# AVAILABLE RECORDS:
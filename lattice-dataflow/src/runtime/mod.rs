//! Traversal Engine
//!
//! This module drives the UI function: it hands out addresses, resolves
//! persistent state, scopes conditionals, and collects event handlers.
//!
//! # Concepts
//!
//! ## Traversals
//!
//! The UI function is called once per update with a [`Context`]. It declares
//! state, derived values and event handlers as it goes; the [`Runtime`]
//! sweeps everything it did not declare this time.
//!
//! ## Conditionals
//!
//! [`Context::when`] and [`Context::branch`] are control flow that the
//! runtime can see. An arm that is not taken is not visited, so its state is
//! unmounted and starts over from its defaults the next time the arm shows.
//!
//! ## Validation
//!
//! [`Context::enforce_validity`] guards a writable signal with a validator.
//! Refused writes blank the signal and are kept at their own position until
//! a valid value replaces them.
//!
//! ## Events
//!
//! [`Context::on_event`] registers an action and returns an [`EventId`] the
//! renderer attaches to a widget. The host calls [`Runtime::dispatch`] (or
//! [`System::dispatch`]) when the widget fires.

mod branch;
mod context;
mod events;
mod memo;
mod system;
mod validity;

pub use branch::Branch;
pub use context::Context;
pub use events::EventId;
pub use system::{Runtime, System, TraversalStats};
pub use validity::Validated;
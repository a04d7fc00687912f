//! Validated state.
//!
//! [`Context::enforce_validity`] puts a validator in front of a writable
//! signal. A refused write leaves the backing value alone and is recorded in
//! a cell at the next position. Until a valid value arrives, the validated
//! signal reads as empty, so everything derived from it blanks out instead of
//! showing a result for a value the user never meant.
//!
//! A refusal only applies to the backing value it was recorded over. If
//! something else writes the backing signal, the refusal is forgotten.

use std::sync::Arc;

use super::context::Context;
use crate::error::{SignalError, ValidationError};
use crate::signal::{Capability, Signal, Source, Value, ValueId};
use crate::tree::StateCell;

#[derive(Debug, Clone)]
struct Rejection {
    error: ValidationError,

    /// Identity of the backing value when the write was refused.
    over: ValueId,
}

type Validator<T> = Arc<dyn Fn(&T) -> Result<(), ValidationError> + Send + Sync>;

/// A validated signal and the reason its last write was refused.
pub struct Validated<T>
where
    T: Value,
{
    /// Reads as empty while a refusal is pending; otherwise passes through.
    pub value: Signal<T>,

    /// The pending refusal, empty when there is none.
    pub error: Signal<ValidationError>,
}

fn pending<T: Value>(rejection: &StateCell<Rejection>, backing: &Signal<T>) -> Option<Rejection> {
    rejection
        .get()
        .filter(|rejection| rejection.over == backing.value_id())
}

struct Enforced<T>
where
    T: Value,
{
    backing: Signal<T>,
    rejection: Arc<StateCell<Rejection>>,
    validate: Validator<T>,
}

impl<T> Source<T> for Enforced<T>
where
    T: Value,
{
    fn capability(&self) -> Capability {
        self.backing.capability()
    }

    fn value_id(&self) -> ValueId {
        match pending(&self.rejection, &self.backing) {
            Some(_) => self.rejection.value_id(),
            None => self.backing.value_id(),
        }
    }

    fn read(&self) -> Option<T> {
        match pending(&self.rejection, &self.backing) {
            Some(_) => None,
            None => self.backing.read(),
        }
    }

    fn ready_to_write(&self) -> bool {
        self.backing.ready_to_write()
    }

    fn write(&self, value: T) -> Result<(), SignalError> {
        match (self.validate)(&value) {
            Ok(()) => {
                if self.rejection.get().is_some() {
                    self.rejection.set(None);
                }
                self.backing.try_write(value)
            }
            Err(error) => {
                tracing::debug!(%error, "write refused by validator");
                self.rejection.set(Some(Rejection {
                    error,
                    over: self.backing.value_id(),
                }));
                Ok(())
            }
        }
    }

    fn clear(&self) -> Result<(), SignalError> {
        if self.rejection.get().is_some() {
            self.rejection.set(None);
        }
        self.backing.try_clear()
    }
}

struct RejectionView<T>
where
    T: Value,
{
    backing: Signal<T>,
    rejection: Arc<StateCell<Rejection>>,
}

impl<T> Source<ValidationError> for RejectionView<T>
where
    T: Value,
{
    fn capability(&self) -> Capability {
        Capability::ReadOnly
    }

    fn value_id(&self) -> ValueId {
        match pending(&self.rejection, &self.backing) {
            Some(_) => self.rejection.value_id(),
            None => ValueId::EMPTY,
        }
    }

    fn read(&self) -> Option<ValidationError> {
        pending(&self.rejection, &self.backing).map(|rejection| rejection.error)
    }
}

impl Context<'_> {
    /// Refuse writes to `signal` that `validate` rejects.
    ///
    /// Takes one position, which holds the pending refusal across
    /// traversals.
    ///
    /// ```rust
    /// # use lattice_dataflow::Runtime;
    /// use lattice_dataflow::error::ValidationError;
    ///
    /// # let mut runtime = Runtime::default();
    /// # runtime.traverse(|ctx| {
    /// let age = ctx.state(30);
    /// let checked = ctx.enforce_validity(&age, |years: &i32| {
    ///     if *years < 0 {
    ///         return Err(ValidationError::new("age cannot be negative"));
    ///     }
    ///     Ok(())
    /// });
    ///
    /// checked.value.write(-4);
    /// assert_eq!(checked.value.read(), None);
    /// assert_eq!(age.read(), Some(30));
    /// # });
    /// ```
    #[track_caller]
    pub fn enforce_validity<T, F>(&mut self, signal: &Signal<T>, validate: F) -> Validated<T>
    where
        T: Value,
        F: Fn(&T) -> Result<(), ValidationError> + Send + Sync + 'static,
    {
        let rejection = self.cell::<Rejection>(None);
        Validated {
            value: Signal::from_source(Enforced {
                backing: signal.clone(),
                rejection: Arc::clone(&rejection),
                validate: Arc::new(validate),
            }),
            error: Signal::from_source(RejectionView {
                backing: signal.clone(),
                rejection,
            }),
        }
    }
}

#[cfg(test)]
mod tests {
    use super::*;
    use crate::runtime::Runtime;

    fn finite(value: &f64) -> Result<(), ValidationError> {
        if value.is_finite() {
            Ok(())
        } else {
            Err(ValidationError::new("not a number"))
        }
    }

    #[test]
    fn refused_write_blanks_dependents_until_a_valid_one() {
        let mut runtime = Runtime::default();
        runtime.traverse(|ctx| {
            let raw = ctx.state(2.0);
            let checked = ctx.enforce_validity(&raw, finite);
            let doubled = checked.value.map(|v| v * 2.0);
            assert_eq!(doubled.read(), Some(4.0));
            assert_eq!(checked.error.read(), None);

            checked.value.write(f64::NAN);
            assert_eq!(raw.read(), Some(2.0));
            assert_eq!(doubled.read(), None);
            assert_eq!(checked.error.read().map(|e| e.to_string()).as_deref(), Some("not a number"));

            checked.value.write(3.0);
            assert_eq!(doubled.read(), Some(6.0));
            assert_eq!(checked.error.read(), None);
        });
    }

    #[test]
    fn refusal_persists_across_traversals() {
        let mut runtime = Runtime::default();
        let mut seen = Vec::new();
        for round in 0..3 {
            runtime.traverse(|ctx| {
                let raw = ctx.state(1.0);
                let checked = ctx.enforce_validity(&raw, finite);
                seen.push(checked.value.read());
                if round == 0 {
                    checked.value.write(f64::INFINITY);
                }
                if round == 1 {
                    // Writing the backing state directly supersedes the refusal.
                    raw.write(5.0);
                }
            });
        }
        assert_eq!(seen, vec![Some(1.0), None, Some(5.0)]);
    }

    #[test]
    fn identity_changes_with_the_refusal() {
        let mut runtime = Runtime::default();
        runtime.traverse(|ctx| {
            let raw = ctx.state(1.0);
            let checked = ctx.enforce_validity(&raw, finite);
            let valid = checked.value.value_id();
            assert_eq!(valid, raw.value_id());

            checked.value.write(f64::NAN);
            assert_ne!(checked.value.value_id(), valid);

            checked.value.clear();
            assert_eq!(checked.value.read(), None);
            assert_eq!(checked.error.read(), None);
            assert_eq!(checked.value.value_id(), raw.value_id());
        });
    }

    #[test]
    fn takes_one_position() {
        let mut runtime = Runtime::default();
        runtime.traverse(|ctx| {
            let raw = ctx.state_empty::<f64>();
            ctx.enforce_validity(&raw, finite);
            ctx.state(0);
        });
        assert_eq!(runtime.store().len(), 3);
    }
}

# WORK ORDER:
Reproduce each line above that contains "dispatch".

# SOLVED PROBLEM:
//! renderer attaches to a widget. The host calls [`Runtime::dispatch`] (or
//! [`System::dispatch`]) when the widget fires.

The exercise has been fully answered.